# EXERCISE AIM
Each line from the first down to the one containing "pub enum HttpMethod" should be returned exactly as it appears below.

Collected data:
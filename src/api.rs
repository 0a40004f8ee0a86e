//! Request descriptions and response classification for the bumper API.
//!
//! Nothing here touches the network: an [`ApiRequest`] says what to send and
//! [`classify_validated`] / [`classify_binary`] decide what a finished
//! response means. The browser transport lives in `http`.

use crate::config::{CONFIG_ENDPOINT, LAST_REQUEST_ENDPOINT, THREAD_ENDPOINT, USER_ENDPOINT};
use crate::error::PanelError;
use crate::model::{ConfigForm, ThreadDraft, ThreadId, UserForm};
use serde::Deserialize;

pub const STATUS_OK: u16 = 200;
pub const STATUS_BAD_REQUEST: u16 = 400;

#[derive(Debug, Clone, Copy, PartialEq, Eq)]
pub enum HttpMethod {
    Get,
    Post,
}

/// One request to the bumper API. POST fields are sent as multipart form
/// data in the order given.
#[derive(Debug, Clone, PartialEq, Eq)]
pub struct ApiRequest {
    pub method: HttpMethod,
    pub path: &'static str,
    pub fields: Vec<(&'static str, String)>,
}

impl ApiRequest {
    fn post(path: &'static str, fields: Vec<(&'static str, String)>) -> Self {
        ApiRequest {
            method: HttpMethod::Post,
            path,
            fields,
        }
    }

    pub fn field(&self, name: &str) -> Option<&str> {
        self.fields
            .iter()
            .find(|(key, _)| *key == name)
            .map(|(_, value)| value.as_str())
    }
}

/// What the server sent back once the request completed.
#[derive(Debug, Clone, PartialEq, Eq)]
pub struct ApiResponse {
    pub status: u16,
    pub body: String,
}

impl ApiResponse {
    pub fn new(status: u16, body: impl Into<String>) -> Self {
        ApiResponse {
            status,
            body: body.into(),
        }
    }
}

/// JSON body of every config/user response.
#[derive(Debug, Clone, Default, Deserialize)]
pub struct ApiBody {
    #[serde(default)]
    pub message: Option<String>,
    #[serde(default)]
    pub error: Option<String>,
}

/// Outcome of a completed request.
#[derive(Debug, Clone, PartialEq, Eq)]
pub enum Outcome {
    Success,
    /// 400 with a server-supplied, user-facing message.
    Rejected(String),
    /// Anything else; carries the raw body for diagnostics.
    Failed(String),
}

pub fn config_request(form: &ConfigForm) -> ApiRequest {
    ApiRequest::post(
        CONFIG_ENDPOINT,
        vec![
            ("bump_delay", form.bump_delay.clone()),
            ("post_delay", form.post_delay.clone()),
            ("default_message", form.default_message.clone()),
        ],
    )
}

pub fn user_request(form: &UserForm) -> ApiRequest {
    ApiRequest::post(
        USER_ENDPOINT,
        vec![
            ("username", form.username.clone()),
            ("old-password", form.old_password.clone()),
            ("new-password", form.new_password.clone()),
        ],
    )
}

pub fn edit_thread_request(id: &ThreadId, draft: &ThreadDraft) -> ApiRequest {
    ApiRequest::post(
        THREAD_ENDPOINT,
        vec![
            ("method", "edit".to_string()),
            ("thread", id.to_string()),
            ("message", draft.message.clone()),
            ("name", draft.name.clone()),
        ],
    )
}

pub fn delete_thread_request(id: &ThreadId) -> ApiRequest {
    ApiRequest::post(
        THREAD_ENDPOINT,
        vec![("method", "delete".to_string()), ("thread", id.to_string())],
    )
}

pub fn create_thread_request(id: &ThreadId, draft: &ThreadDraft) -> ApiRequest {
    ApiRequest::post(
        THREAD_ENDPOINT,
        vec![
            ("method", "create".to_string()),
            ("thread", id.to_string()),
            ("message", draft.message.clone()),
            ("name", draft.name.clone()),
        ],
    )
}

pub fn last_request_request() -> ApiRequest {
    ApiRequest {
        method: HttpMethod::Get,
        path: LAST_REQUEST_ENDPOINT,
        fields: Vec::new(),
    }
}

fn parse_body(response: &ApiResponse) -> Result<ApiBody, PanelError> {
    serde_json::from_str(&response.body).map_err(|source| PanelError::MalformedBody {
        status: response.status,
        source,
    })
}

/// Tri-way handling used by the config and user endpoints. The body is
/// parsed as JSON whatever the status; a parse failure is an error.
pub fn classify_validated(response: &ApiResponse) -> Result<Outcome, PanelError> {
    let body = parse_body(response)?;
    Ok(match response.status {
        STATUS_OK => {
            if let Some(message) = body.message {
                log::debug!("{}: {}", response.status, message);
            }
            Outcome::Success
        }
        STATUS_BAD_REQUEST => Outcome::Rejected(body.error.unwrap_or_default()),
        _ => Outcome::Failed(response.body.clone()),
    })
}

/// Success/failure handling used by the thread endpoint. The body is only
/// kept for diagnostics.
pub fn classify_binary(response: &ApiResponse) -> Outcome {
    if response.status == STATUS_OK {
        Outcome::Success
    } else {
        Outcome::Failed(response.body.clone())
    }
}

/// Pull the `error` string out of a failed response, if it has one.
pub fn error_message(response: &ApiResponse) -> Option<String> {
    parse_body(response).ok().and_then(|body| body.error)
}

#[cfg(test)]
mod tests {
    use super::*;

    #[test]
    fn config_fields_keep_form_order() {
        let form = ConfigForm {
            bump_delay: "60".into(),
            post_delay: "5".into(),
            default_message: "keep this alive".into(),
        };
        let req = config_request(&form);
        assert_eq!(req.method, HttpMethod::Post);
        assert_eq!(req.path, "/api/config");
        let names: Vec<_> = req.fields.iter().map(|(k, _)| *k).collect();
        assert_eq!(names, ["bump_delay", "post_delay", "default_message"]);
    }

    #[test]
    fn user_fields_use_dashed_names() {
        let form = UserForm {
            username: "admin".into(),
            old_password: "old".into(),
            new_password: "new".into(),
        };
        let req = user_request(&form);
        assert_eq!(req.path, "/api/user");
        assert_eq!(req.field("old-password"), Some("old"));
        assert_eq!(req.field("new-password"), Some("new"));
    }

    #[test]
    fn thread_requests_carry_method_and_id() {
        let id = ThreadId::new("42");
        let draft = ThreadDraft {
            name: "NewName".into(),
            message: "bump".into(),
        };
        let edit = edit_thread_request(&id, &draft);
        assert_eq!(edit.field("method"), Some("edit"));
        assert_eq!(edit.field("thread"), Some("42"));
        assert_eq!(edit.field("name"), Some("NewName"));

        let delete = delete_thread_request(&id);
        assert_eq!(delete.field("method"), Some("delete"));
        assert_eq!(delete.fields.len(), 2);

        assert_eq!(create_thread_request(&id, &draft).field("method"), Some("create"));
    }

    #[test]
    fn validated_400_surfaces_server_error() {
        let resp = ApiResponse::new(400, r#"{"success": false, "error": "bump_delay must be positive"}"#);
        assert_eq!(
            classify_validated(&resp).unwrap(),
            Outcome::Rejected("bump_delay must be positive".into())
        );
    }

    #[test]
    fn validated_success_reads_message_body() {
        let resp = ApiResponse::new(200, r#"{"success": true, "message": "Updated configuration"}"#);
        assert_eq!(classify_validated(&resp).unwrap(), Outcome::Success);
        assert_eq!(error_message(&resp), None);
    }

    #[test]
    fn validated_other_status_keeps_raw_body() {
        let body = r#"{"success": false}"#;
        let resp = ApiResponse::new(500, body);
        assert_eq!(classify_validated(&resp).unwrap(), Outcome::Failed(body.into()));
    }

    #[test]
    fn validated_rejects_non_json_even_on_success() {
        let resp = ApiResponse::new(200, "<html>ok</html>");
        assert!(matches!(
            classify_validated(&resp),
            Err(PanelError::MalformedBody { status: 200, .. })
        ));
    }

    #[test]
    fn binary_ignores_body_shape() {
        assert_eq!(classify_binary(&ApiResponse::new(200, "not json")), Outcome::Success);
        assert_eq!(
            classify_binary(&ApiResponse::new(400, "Thread does not exist")),
            Outcome::Failed("Thread does not exist".into())
        );
    }
}
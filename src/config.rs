//! Application-level configuration constants.

// Endpoints
pub const CONFIG_ENDPOINT: &str = "/api/config";
pub const USER_ENDPOINT: &str = "/api/user";
pub const THREAD_ENDPOINT: &str = "/api/thread";
pub const LAST_REQUEST_ENDPOINT: &str = "/api/last_request";
pub const LOGOUT_PATH: &str = "/logout";

// Page integration
pub const BOOTSTRAP_ELEMENT_ID: &str = "bumper-state";
pub const TITLE_PREFIX: &str = "Bumper :: ";

// UI behavior
pub const SNACKBAR_DURATION_MS: u32 = 3_000;
pub const SNACKBAR_VISIBLE_CLASS: &str = "show";
pub const ACTIVE_LINK_CLASS: &str = "is-active";
pub const CONTENT_TAB_CLASS: &str = "content-tab";

// Tabs, in navigation order. The first one is opened on mount.
pub const TABS: [&str; 4] = ["dashboard", "threads", "config", "user"];

// Snackbar messages
pub const MSG_CONFIG_UPDATED: &str = "Successfully updated configuration";
pub const MSG_CONFIG_FAILED: &str = "Couldn't update the configuration";
pub const MSG_USER_UPDATED: &str = "Successfully updated the user";
pub const MSG_USER_FAILED: &str = "Couldn't update the user";
pub const MSG_THREAD_UPDATED: &str = "Successfully updated the thread";
pub const MSG_THREAD_UPDATE_FAILED: &str = "Couldn't update the thread";
pub const MSG_THREAD_DELETED: &str = "Successfully deleted the thread";
pub const MSG_THREAD_DELETE_FAILED: &str = "Couldn't delete the thread";
pub const MSG_THREAD_CREATED: &str = "Successfully added the thread";
pub const MSG_THREAD_CREATE_FAILED: &str = "Couldn't add the thread";
pub const MSG_LAST_REQUEST_FAILED: &str = "Couldn't load the last request";
pub const MSG_UNREACHABLE: &str = "Couldn't reach the server";
pub const MSG_NO_SELECTION: &str = "No thread selected";
pub const MSG_DUPLICATE_THREAD: &str = "Thread already exists";
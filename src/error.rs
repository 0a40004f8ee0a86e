//! Error type shared by the panel controller, the transport and the page bootstrap.

use crate::model::ThreadId;
use thiserror::Error;

#[derive(Debug, Error)]
pub enum PanelError {
    /// A response that must carry JSON did not.
    #[error("malformed response body (status {status}): {source}")]
    MalformedBody {
        status: u16,
        #[source]
        source: serde_json::Error,
    },

    #[error("request failed before a response arrived: {0}")]
    Transport(String),

    #[error("no thread is selected")]
    NoSelection,

    #[error("thread {0} already exists")]
    DuplicateThread(ThreadId),

    #[error("page state unavailable: {0}")]
    Bootstrap(String),

    #[error("DOM operation failed: {0}")]
    Dom(String),
}

impl From<gloo_net::Error> for PanelError {
    fn from(error: gloo_net::Error) -> Self {
        PanelError::Transport(error.to_string())
    }
}
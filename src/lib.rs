//! Admin panel for the bumper: view model, API wiring and notification logic.
//!
//! The browser entry point in `main.rs` renders this state with Yew; the
//! modules here are plain Rust and run under `cargo test` without a browser.

pub mod api;
pub mod config;
pub mod controller;
pub mod error;
pub mod http;
pub mod model;
pub mod notify;
pub mod tabs;

use config::BOOTSTRAP_ELEMENT_ID;
use error::PanelError;
use model::Bootstrap;

/// Read the page state the server embedded as JSON in
/// `<script id="bumper-state" type="application/json">`.
pub fn read_bootstrap() -> Result<Bootstrap, PanelError> {
    let element = gloo_utils::document()
        .get_element_by_id(BOOTSTRAP_ELEMENT_ID)
        .ok_or_else(|| PanelError::Bootstrap(format!("#{} not found", BOOTSTRAP_ELEMENT_ID)))?;
    let raw = element.text_content().unwrap_or_default();
    Bootstrap::from_json(&raw).map_err(|e| PanelError::Bootstrap(e.to_string()))
}

pub fn set_document_title(title: &str) {
    gloo_utils::document().set_title(title);
}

# FINAL ANSWER
filename src/api.rs
repository 0a40004f8ee0a86e
//! Request descriptions and response classification for the bumper API.
//!
//! Nothing here touches the network: an [`ApiRequest`] says what to send and
//! [`classify_validated`] / [`classify_binary`] decide what a finished
//! response means. The browser transport lives in `http`.

use crate::config::{CONFIG_ENDPOINT, LAST_REQUEST_ENDPOINT, THREAD_ENDPOINT, USER_ENDPOINT};
use crate::error::PanelError;
use crate::model::{ConfigForm, ThreadDraft, ThreadId, UserForm};
use serde::Deserialize;

pub const STATUS_OK: u16 = 200;
pub const STATUS_BAD_REQUEST: u16 = 400;

#[derive(Debug, Clone, Copy, PartialEq, Eq)]
pub enum HttpMethod {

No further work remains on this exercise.